┌────────
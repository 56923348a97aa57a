use csscolorparser::Color;
use serde_json::{Map, Value as Json};

use crate::format::format_number;

/// A structured color: a color space identifier plus channel data.
///
/// Channels are read from `channels`, falling back to `components`. A
/// channel that is not a number (e.g. `"none"`) reads as zero.
#[derive(Debug, Clone, PartialEq)]
pub struct ColorValue {
    pub color_space: String,
    pub channels: Vec<f64>,
    pub alpha: f64,
    pub hex: Option<String>,
}
impl ColorValue {
    pub fn srgb(channels: [f64; 3], alpha: f64) -> Self {
        ColorValue {
            color_space: "srgb".to_string(),
            channels: channels.to_vec(),
            alpha,
            hex: None,
        }
    }

    pub(crate) fn from_object(map: &Map<String, Json>) -> Self {
        let color_space = match &map["colorSpace"] {
            Json::String(space) => space.clone(),
            other => other.to_string(),
        };
        let channels = map
            .get("channels")
            .or_else(|| map.get("components"))
            .and_then(Json::as_array)
            .map(|channels| channels.iter().map(|c| c.as_f64().unwrap_or(0.0)).collect())
            .unwrap_or_default();
        ColorValue {
            color_space,
            channels,
            alpha: map.get("alpha").and_then(Json::as_f64).unwrap_or(1.0),
            hex: map.get("hex").and_then(Json::as_str).map(str::to_string),
        }
    }

    pub fn channel(&self, index: usize) -> f64 {
        self.channels.get(index).copied().unwrap_or(0.0)
    }

    /// Reads the channels as sRGB fractions and writes `rgb(r, g, b)`, or
    /// `rgba(r, g, b, a)` when the color is not fully opaque.
    pub fn to_rgb_string(&self) -> String {
        let [r, g, b] = [0, 1, 2].map(|i| (self.channel(i) * 255.0).round() as i64);
        if self.alpha == 1.0 {
            format!("rgb({r}, {g}, {b})")
        } else {
            format!("rgba({r}, {g}, {b}, {})", format_number(self.alpha))
        }
    }
}

/// Turns a structured color into CSS color text.
///
/// Returning `None` (or an empty string) hands the color to the sRGB
/// channel fallback.
pub trait ColorSerializer {
    fn serialize(&self, color: &ColorValue) -> Option<String>;
}

/// Converts the color spaces `csscolorparser` understands to hex. `srgb` is
/// left to the channel fallback; unknown spaces use the `hex` member if any.
#[derive(Debug, Clone, Copy, Default)]
pub struct CssColorSerializer;

impl ColorSerializer for CssColorSerializer {
    fn serialize(&self, color: &ColorValue) -> Option<String> {
        let c = |i| color.channel(i);
        let parsed = match color.color_space.as_str() {
            "srgb" => return None,
            "hsl" => Color::from_hsla(c(0), c(1) / 100.0, c(2) / 100.0, color.alpha),
            "hwb" => Color::from_hwba(c(0), c(1) / 100.0, c(2) / 100.0, color.alpha),
            "lab" => Color::from_lab(c(0), c(1), c(2), color.alpha),
            "lch" => Color::from_lch(c(0), c(1), c(2).to_radians(), color.alpha),
            _ => csscolorparser::parse(color.hex.as_deref()?).ok()?,
        };
        Some(parsed.to_hex_string())
    }
}

impl<F> ColorSerializer for F
where
    F: Fn(&ColorValue) -> Option<String>,
{
    fn serialize(&self, color: &ColorValue) -> Option<String> {
        self(color)
    }
}

#[cfg(test)]
mod tests {
    use super::*;
    use serde_json::json;

    #[test]
    fn rgb_fallback_rounds_channels() {
        assert_eq!(ColorValue::srgb([1.0, 1.0, 1.0], 1.0).to_rgb_string(), "rgb(255, 255, 255)");
        assert_eq!(
            ColorValue::srgb([0.5, 0.0, 0.2], 0.5).to_rgb_string(),
            "rgba(128, 0, 51, 0.5)"
        );
    }

    #[test]
    fn reads_components_and_missing_channels() {
        let json = json!({ "colorSpace": "srgb", "components": [1, "none"] });
        let color = ColorValue::from_object(json.as_object().unwrap());
        assert_eq!(color.channels, vec![1.0, 0.0]);
        assert_eq!(color.alpha, 1.0);
        assert_eq!(color.to_rgb_string(), "rgb(255, 0, 0)");
    }

    #[test]
    fn serializer_converts_hsl() {
        let color = ColorValue {
            color_space: "hsl".to_string(),
            channels: vec![0.0, 100.0, 50.0],
            alpha: 1.0,
            hex: None,
        };
        assert_eq!(CssColorSerializer.serialize(&color).as_deref(), Some("#ff0000"));
        assert_eq!(CssColorSerializer.serialize(&ColorValue::srgb([0.0; 3], 1.0)), None);
    }

    #[test]
    fn serializer_uses_hex_for_unknown_spaces() {
        let mut color = ColorValue::srgb([0.0; 3], 1.0);
        color.color_space = "display-p3".to_string();
        assert_eq!(CssColorSerializer.serialize(&color), None);
        color.hex = Some("#336699".to_string());
        assert_eq!(CssColorSerializer.serialize(&color).as_deref(), Some("#336699"));
    }
}
use indexmap::IndexMap;
use serde::Deserialize;

use crate::value::TokenValue;

/// Semantic hint attached to a token, independent of its path.
#[derive(Debug, Clone, Copy, PartialEq, Eq, Hash, Deserialize)]
pub enum Scope {
    #[serde(rename = "CORNER_RADIUS")]
    CornerRadius,
    #[serde(rename = "TEXT_FILL")]
    TextFill,
    #[serde(rename = "FONT_FAMILY")]
    FontFamily,
    #[serde(other)]
    Other,
}

/// The `$extensions` member of a token.
#[derive(Debug, Clone, Default, PartialEq, Deserialize)]
pub struct Extensions {
    #[serde(default)]
    pub scopes: Option<Vec<Scope>>,
    /// Mode name to raw value.
    #[serde(default)]
    pub mode: Option<IndexMap<String, TokenValue>>,
}

/// The token as written in the source document, before aliases were applied.
#[derive(Debug, Clone, Default, PartialEq, Deserialize)]
pub struct OriginalValue {
    #[serde(rename = "$value", default)]
    pub value: Option<TokenValue>,
    #[serde(rename = "$extensions", default)]
    pub dollar_extensions: Option<Extensions>,
    #[serde(default)]
    pub extensions: Option<Extensions>,
}
impl OriginalValue {
    pub(crate) fn scopes(&self) -> Option<&[Scope]> {
        self.dollar_extensions
            .as_ref()
            .or(self.extensions.as_ref())
            .and_then(|ext| ext.scopes.as_deref())
    }

    pub(crate) fn modes(&self) -> Option<&IndexMap<String, TokenValue>> {
        self.extensions
            .as_ref()
            .and_then(|ext| ext.mode.as_ref())
            .or_else(|| self.dollar_extensions.as_ref().and_then(|ext| ext.mode.as_ref()))
    }
}

#[cfg(test)]
mod tests {
    use super::*;
    use serde_json::json;

    #[test]
    fn unknown_scopes_are_kept_as_other() {
        let ext: Extensions = serde_json::from_value(json!({
            "scopes": ["CORNER_RADIUS", "GAP"],
            "mode": { "dark": "{color.gray.900}" }
        }))
        .unwrap();
        assert_eq!(ext.scopes, Some(vec![Scope::CornerRadius, Scope::Other]));
        assert_eq!(
            ext.mode.unwrap()["dark"],
            TokenValue::Reference("{color.gray.900}".to_string())
        );
    }

    #[test]
    fn original_value_reads_both_spellings() {
        let original: OriginalValue = serde_json::from_value(json!({
            "$value": 4,
            "$extensions": { "scopes": ["TEXT_FILL"] },
            "extensions": { "mode": { "dark": 8 } }
        }))
        .unwrap();
        assert_eq!(original.scopes(), Some(&[Scope::TextFill][..]));
        assert_eq!(original.modes().unwrap()["dark"], TokenValue::Number(8.0));
    }
}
└────────
WORK TO BE COMPLETED | Return a copy of each line in the entries that carries the string "IndexMap".

ANSWER TO THIS TASK |
use indexmap::IndexMap;
    pub mode: Option<IndexMap<String, TokenValue>>,
    pub(crate) fn modes(&self) -> Option<&IndexMap<String, TokenValue>> {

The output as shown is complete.